**** Data provided ****

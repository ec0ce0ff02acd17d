//! RNG module - deterministic piece sequences
//!
//! Feeds the decision session with reproducible input. Two orders are offered:
//!
//! - **Uniform**: every piece drawn independently from the seven kinds
//! - **7-bag**: each bag holds one of each kind, shuffled, drawn until empty
//!
//! Both are driven by a simple LCG so the same seed always yields the same stream.

use crate::types::PieceKind;

/// Simple LCG (Linear Congruential Generator) RNG
/// Uses constants from Numerical Recipes
#[derive(Debug, Clone)]
pub struct SimpleRng {
    state: u32,
}

impl SimpleRng {
    /// Create a new RNG with the given seed
    pub fn new(seed: u32) -> Self {
        // Avoid 0 seed which would produce all zeros
        let state = if seed == 0 { 1 } else { seed };
        Self { state }
    }

    /// Generate next random u32
    pub fn next_u32(&mut self) -> u32 {
        // LCG formula: (a * state + c) mod m
        // Using Numerical Recipes constants: a=1664525, c=1013904223, m=2^32
        self.state = self.state.wrapping_mul(1664525).wrapping_add(1013904223);
        self.state
    }

    /// Generate random value in range [0, max)
    pub fn next_range(&mut self, max: u32) -> u32 {
        // High bits of an LCG are far less correlated than the low ones.
        (self.next_u32() >> 16) % max
    }

    /// Shuffle a slice using Fisher-Yates
    pub fn shuffle<T>(&mut self, slice: &mut [T]) {
        for i in (1..slice.len()).rev() {
            let j = self.next_range((i + 1) as u32) as usize;
            slice.swap(i, j);
        }
    }
}

/// How a [`PieceStream`] picks the next kind
#[derive(Debug, Clone, Copy, PartialEq, Eq, Default)]
pub enum StreamOrder {
    #[default]
    Uniform,
    SevenBag,
}

/// Endless deterministic piece generator
#[derive(Debug, Clone)]
pub struct PieceStream {
    order: StreamOrder,
    rng: SimpleRng,
    /// Current bag of pieces (7-bag order only)
    bag: [PieceKind; 7],
    /// Index into current bag
    bag_index: usize,
}

impl PieceStream {
    pub fn new(seed: u32, order: StreamOrder) -> Self {
        Self {
            order,
            rng: SimpleRng::new(seed),
            bag: PieceKind::ALL,
            // Forces a shuffle on the first draw.
            bag_index: PieceKind::ALL.len(),
        }
    }

    pub fn uniform(seed: u32) -> Self {
        Self::new(seed, StreamOrder::Uniform)
    }

    pub fn seven_bag(seed: u32) -> Self {
        Self::new(seed, StreamOrder::SevenBag)
    }

    /// Generate a new shuffled bag
    fn refill_bag(&mut self) {
        self.bag = PieceKind::ALL;
        self.rng.shuffle(&mut self.bag);
        self.bag_index = 0;
    }

    /// Draw the next piece
    pub fn draw(&mut self) -> PieceKind {
        match self.order {
            StreamOrder::Uniform => {
                PieceKind::ALL[self.rng.next_range(PieceKind::ALL.len() as u32) as usize]
            }
            StreamOrder::SevenBag => {
                if self.bag_index >= self.bag.len() {
                    self.refill_bag();
                }
                let piece = self.bag[self.bag_index];
                self.bag_index += 1;
                piece
            }
        }
    }
}

impl Iterator for PieceStream {
    type Item = PieceKind;

    fn next(&mut self) -> Option<PieceKind> {
        Some(self.draw())
    }
}
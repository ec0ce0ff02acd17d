//! Scoring module - line clear points and cumulative statistics
//!
//! There are no levels, combos or drop points: a placement earns points only
//! when it clears rows, looked up in a fixed table.

use crate::types::{LINE_SCORES, MAX_CLEARED_ROWS};

/// Points for clearing `lines` rows with one placement (0 outside 1-4)
pub fn calculate_line_score(lines: usize) -> u32 {
    LINE_SCORES.get(lines).copied().unwrap_or(0)
}

/// Cumulative counters for one game
#[derive(Debug, Clone, Copy, PartialEq, Eq, Default)]
pub struct Statistics {
    placed_pieces: u32,
    score: u32,
    total_lines_cleared: u32,
    /// Indexed by clear size; slot 0 is unused.
    clears_by_size: [u32; MAX_CLEARED_ROWS + 1],
}

impl Statistics {
    pub fn new() -> Self {
        Self::default()
    }

    pub fn placed_pieces(&self) -> u32 {
        self.placed_pieces
    }

    pub fn score(&self) -> u32 {
        self.score
    }

    pub fn total_lines_cleared(&self) -> u32 {
        self.total_lines_cleared
    }

    /// How many placements cleared exactly `lines` rows (1-4)
    pub fn clears_of_size(&self, lines: usize) -> u32 {
        match lines {
            1..=MAX_CLEARED_ROWS => self.clears_by_size[lines],
            _ => 0,
        }
    }

    /// Record one committed placement that cleared `lines` rows
    pub fn record_placement(&mut self, lines: usize) {
        debug_assert!(lines <= MAX_CLEARED_ROWS);

        self.placed_pieces += 1;
        if lines > 0 {
            self.score += calculate_line_score(lines);
            self.clears_by_size[lines] += 1;
            self.total_lines_cleared += lines as u32;
        }
    }
}
//! Decision session on stdin/stdout (default binary).
//!
//! Reads the piece stream from stdin and answers each turn on stdout.
//! Logs and the optional detail view go to stderr.

use std::io;
use std::str::FromStr;

use anyhow::{Context, Result};
use clap::Parser;
use tracing::{info, Level};
use tracing_subscriber::prelude::*;

use tetris_ai::adapter::{OutputFormat, Session, SessionConfig, SessionEnd};

#[derive(Debug, Parser)]
#[command(name = "tetris-ai", version, about = "Single-piece Tetris placement decider")]
struct Cli {
    #[arg(long, help = "Turn report format: text or json [env: TETRIS_AI_FORMAT]")]
    format: Option<OutputFormat>,

    #[arg(long, help = "Render the board after each turn to stderr [env: TETRIS_AI_DETAIL]")]
    detail: bool,

    #[arg(long, help = "Disable colors in the detail view [env: TETRIS_AI_COLOR=0]")]
    no_color: bool,

    #[arg(long, help = "Stop once the stack reaches the deadline row [env: TETRIS_AI_STOP_ON_DEADLINE]")]
    stop_on_deadline: bool,

    #[arg(short = 'v', long, action = clap::ArgAction::Count, help = "Increase verbosity (-v = INFO, -vv = DEBUG, -vvv = TRACE) [env: TETRIS_AI_LOG]")]
    verbose: u8,
}

impl Cli {
    /// Flags given on the command line win over the environment
    fn session_config(&self, mut config: SessionConfig) -> SessionConfig {
        if let Some(format) = self.format {
            config.format = format;
        }
        if self.detail {
            config.detail = true;
        }
        if self.no_color {
            config.color = false;
        }
        if self.stop_on_deadline {
            config.stop_on_deadline = true;
        }
        config
    }

    fn log_level(&self) -> Level {
        match self.verbose {
            0 => std::env::var("TETRIS_AI_LOG")
                .ok()
                .and_then(|s| Level::from_str(s.trim()).ok())
                .unwrap_or(Level::WARN),
            1 => Level::INFO,
            2 => Level::DEBUG,
            _ => Level::TRACE,
        }
    }
}

fn main() -> Result<()> {
    let cli = Cli::parse();

    tracing_subscriber::registry()
        .with(
            tracing_subscriber::fmt::layer()
                .with_target(false)
                .with_writer(io::stderr),
        )
        .with(tracing_subscriber::filter::LevelFilter::from_level(cli.log_level()))
        .init();

    let config = cli.session_config(SessionConfig::from_env());
    let mut session = Session::new(io::stdin().lock(), io::stdout().lock(), config);
    let summary = session.run().context("decision session failed")?;

    if summary.end == SessionEnd::GameOver {
        info!(score = summary.statistics.score(), "no legal placement left");
    }

    Ok(())
}
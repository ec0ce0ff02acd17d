//! Evaluator tests - feature values and weighted scores for known positions

use tetris_ai::core::{get_shape, Board};
use tetris_ai::engine::{evaluate, evaluate_placement, Features, WEIGHTS};
use tetris_ai::types::{PieceKind, Rotation};

fn o_on_empty_board(column: i8) -> Features {
    let board = Board::new();
    let eval = evaluate_placement(&board, PieceKind::O, Rotation::North, column, 18).unwrap();
    assert!(eval.cleared_rows.is_empty());
    eval.features
}

#[test]
fn test_square_against_a_wall() {
    for column in [0, 8] {
        let f = o_on_empty_board(column);
        assert_eq!(f.holes, 0);
        assert_eq!(f.wells, 0);
        assert_eq!(f.eroded_cells, 0);
        assert_eq!(f.landing_height, 1.0);
        // 18 open rows with two transitions, the square's rows also two.
        assert_eq!(f.row_transitions, 40);
        assert_eq!(f.col_transitions, 20);
        assert_eq!(f.weighted(&WEIGHTS), -61.0);
    }
}

#[test]
fn test_square_in_the_middle() {
    let f = o_on_empty_board(4);
    assert_eq!(f.holes, 0);
    assert_eq!(f.wells, 0);
    assert_eq!(f.row_transitions, 44);
    assert_eq!(f.col_transitions, 20);
    assert_eq!(
        evaluate(&Board::new(), PieceKind::O, Rotation::North, 4, 18).unwrap(),
        -65.0
    );
}

#[test]
fn test_square_leaving_a_one_wide_gap_makes_wells() {
    // Column 0 is left between the wall and the square.
    let f = o_on_empty_board(1);
    assert_eq!(f.wells, 2);
    let f = o_on_empty_board(7);
    assert_eq!(f.wells, 2);
}

#[test]
fn test_vertical_i_clears_four_rows() {
    let board: Board = "
        #########.
        #########.
        #########.
        #########.
    "
    .parse()
    .unwrap();

    let tall_i = get_shape(PieceKind::I, Rotation::East);
    let row = board.resolve_landing(tall_i, 9).unwrap();
    assert_eq!(row, 16);

    let eval = evaluate_placement(&board, PieceKind::I, Rotation::East, 9, row).unwrap();
    assert_eq!(eval.cleared_rows.as_slice(), &[16, 17, 18, 19]);
    assert_eq!(eval.features.eroded_cells, 16);
    assert_eq!(eval.features.holes, 0);
    assert_eq!(eval.features.wells, 0);
    assert_eq!(eval.features.landing_height, 2.0);
    // After the clear the board is empty again.
    assert_eq!(eval.features.row_transitions, 40);
    assert_eq!(eval.features.col_transitions, 20);
    assert_eq!(eval.score, -40.0 - 20.0 - 2.0 + 16.0);
}

#[test]
fn test_covered_cell_counts_as_hole() {
    let flat = Board::new();
    let mut roofed = Board::new();
    roofed.set(9, 18, Some(PieceKind::T));

    // Same placement, one extra covered cell under the roof at (9, 19).
    let a = evaluate_placement(&flat, PieceKind::O, Rotation::North, 0, 18).unwrap();
    let b = evaluate_placement(&roofed, PieceKind::O, Rotation::North, 0, 18).unwrap();
    assert_eq!(a.features.holes, 0);
    assert_eq!(b.features.holes, 1);
}

#[test]
fn test_evaluate_does_not_touch_the_board() {
    let board: Board = "#########.".parse().unwrap();
    let before = board;
    evaluate(&board, PieceKind::I, Rotation::East, 9, 16).unwrap();
    assert_eq!(board, before);
}
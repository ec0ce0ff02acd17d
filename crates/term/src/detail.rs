//! DetailView: lays out one committed turn as terminal text.
//!
//! This module is pure (no I/O): it encodes into a caller-owned byte buffer,
//! so it can be unit-tested by inspecting the bytes.

use anyhow::Result;
use crossterm::{
    style::{Color, Print, ResetColor, SetForegroundColor},
    QueueableCommand,
};

use crate::core::{get_preview_shape, GameState, Statistics};
use crate::types::{Operation, PieceKind, BOARD_HEIGHT, BOARD_WIDTH, DEADLINE_ROW, MAX_CLEARED_ROWS};

/// Two characters per cell to compensate for glyph aspect ratio.
const FILLED: &str = "[]";
const EMPTY: &str = "  ";

const PREVIEW_SIZE: i8 = 4;

#[derive(Debug, Clone, Copy, PartialEq, Eq)]
pub struct DetailView {
    color: bool,
}

impl Default for DetailView {
    fn default() -> Self {
        Self { color: true }
    }
}

impl DetailView {
    pub fn new(color: bool) -> Self {
        Self { color }
    }

    pub fn color(&self) -> bool {
        self.color
    }

    /// Encode the whole view for a turn that applied `operation` and produced `state`
    pub fn render_into(&self, operation: Operation, state: &GameState, out: &mut Vec<u8>) -> Result<()> {
        out.queue(Print(format!(
            "operation: rotation={}, column={}\n\n",
            operation.rotation.index(),
            operation.column
        )))?;
        self.render_board_into(state, out)?;
        render_statistics_into(state.statistics(), out)?;
        self.render_preview_into(state.falling(), out)?;
        out.queue(Print("\n"))?;
        Ok(())
    }

    fn render_board_into(&self, state: &GameState, out: &mut Vec<u8>) -> Result<()> {
        let board = state.board();

        out.queue(Print("     "))?;
        for x in 0..BOARD_WIDTH {
            out.queue(Print(format!("{} ", x)))?;
        }
        out.queue(Print("\n"))?;
        out.queue(Print(horizontal_rule()))?;

        for y in 0..BOARD_HEIGHT as i8 {
            out.queue(Print(format!("{:2} |", y)))?;
            for x in 0..BOARD_WIDTH as i8 {
                self.cell_into(board.get(x, y).flatten(), out)?;
            }
            out.queue(Print("|"))?;
            if y == DEADLINE_ROW as i8 {
                let mark = if state.deadline_touched() {
                    " deadline (touched)"
                } else {
                    " deadline"
                };
                out.queue(Print(mark))?;
            }
            out.queue(Print("\n"))?;
        }

        out.queue(Print(horizontal_rule()))?;
        Ok(())
    }

    fn render_preview_into(&self, falling: Option<PieceKind>, out: &mut Vec<u8>) -> Result<()> {
        out.queue(Print("       falling piece\n"))?;
        out.queue(Print("       +------------+\n"))?;
        out.queue(Print("       |            |\n"))?;

        match falling {
            Some(kind) => {
                let shape = get_preview_shape(kind);
                for dy in 0..PREVIEW_SIZE {
                    out.queue(Print("       |  "))?;
                    for dx in 0..PREVIEW_SIZE {
                        let cell = shape.is_filled(dx, dy).then_some(kind);
                        self.cell_into(cell, out)?;
                    }
                    out.queue(Print("  |\n"))?;
                }
            }
            None => {
                out.queue(Print("       |   (none)   |\n"))?;
            }
        }

        out.queue(Print("       |            |\n"))?;
        out.queue(Print("       +------------+\n"))?;
        Ok(())
    }

    fn cell_into(&self, cell: Option<PieceKind>, out: &mut Vec<u8>) -> Result<()> {
        match cell {
            Some(kind) if self.color => {
                out.queue(SetForegroundColor(piece_color(kind)))?;
                out.queue(Print(FILLED))?;
                out.queue(ResetColor)?;
            }
            Some(_) => {
                out.queue(Print(FILLED))?;
            }
            None => {
                out.queue(Print(EMPTY))?;
            }
        }
        Ok(())
    }
}

fn horizontal_rule() -> String {
    format!("   +{}+\n", "-".repeat(BOARD_WIDTH as usize * 2))
}

fn render_statistics_into(stats: &Statistics, out: &mut Vec<u8>) -> Result<()> {
    out.queue(Print("//=================\\\\\n"))?;
    out.queue(Print(format!("statistics:\n- score: {}\n", stats.score())))?;
    out.queue(Print(format!("- placed_pieces: {}\n", stats.placed_pieces())))?;
    out.queue(Print("- cleared_lines:\n"))?;
    for lines in 1..=MAX_CLEARED_ROWS {
        out.queue(Print(format!(
            "  - {} lines: {}\n",
            lines,
            stats.clears_of_size(lines)
        )))?;
    }
    out.queue(Print("\\\\=================//\n"))?;
    Ok(())
}

pub fn piece_color(kind: PieceKind) -> Color {
    let (r, g, b) = match kind {
        PieceKind::I => (80, 220, 220),
        PieceKind::O => (240, 220, 80),
        PieceKind::T => (200, 120, 220),
        PieceKind::S => (100, 220, 120),
        PieceKind::Z => (220, 80, 80),
        PieceKind::J => (80, 120, 220),
        PieceKind::L => (255, 165, 0),
    };
    Color::Rgb { r, g, b }
}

****

§ **Exercise prompt**
Set down each line exactly as it appears, starting at the top of the data and ending at the line containing "a=1664525, c=1013904223, m=2^32", and include no other lines.

§ **Task response**
repository ec0ce0ff02acd17d
//! RNG module - deterministic piece sequences
//!
//! Feeds the decision session with reproducible input. Two orders are offered:
//!
//! - **Uniform**: every piece drawn independently from the seven kinds
//! - **7-bag**: each bag holds one of each kind, shuffled, drawn until empty
//!
//! Both are driven by a simple LCG so the same seed always yields the same stream.

use crate::types::PieceKind;

/// Simple LCG (Linear Congruential Generator) RNG
/// Uses constants from Numerical Recipes
#[derive(Debug, Clone)]
pub struct SimpleRng {
    state: u32,
}

impl SimpleRng {
    /// Create a new RNG with the given seed
    pub fn new(seed: u32) -> Self {
        // Avoid 0 seed which would produce all zeros
        let state = if seed == 0 { 1 } else { seed };
        Self { state }
    }

    /// Generate next random u32
    pub fn next_u32(&mut self) -> u32 {
        // LCG formula: (a * state + c) mod m
        // Using Numerical Recipes constants: a=1664525, c=1013904223, m=2^32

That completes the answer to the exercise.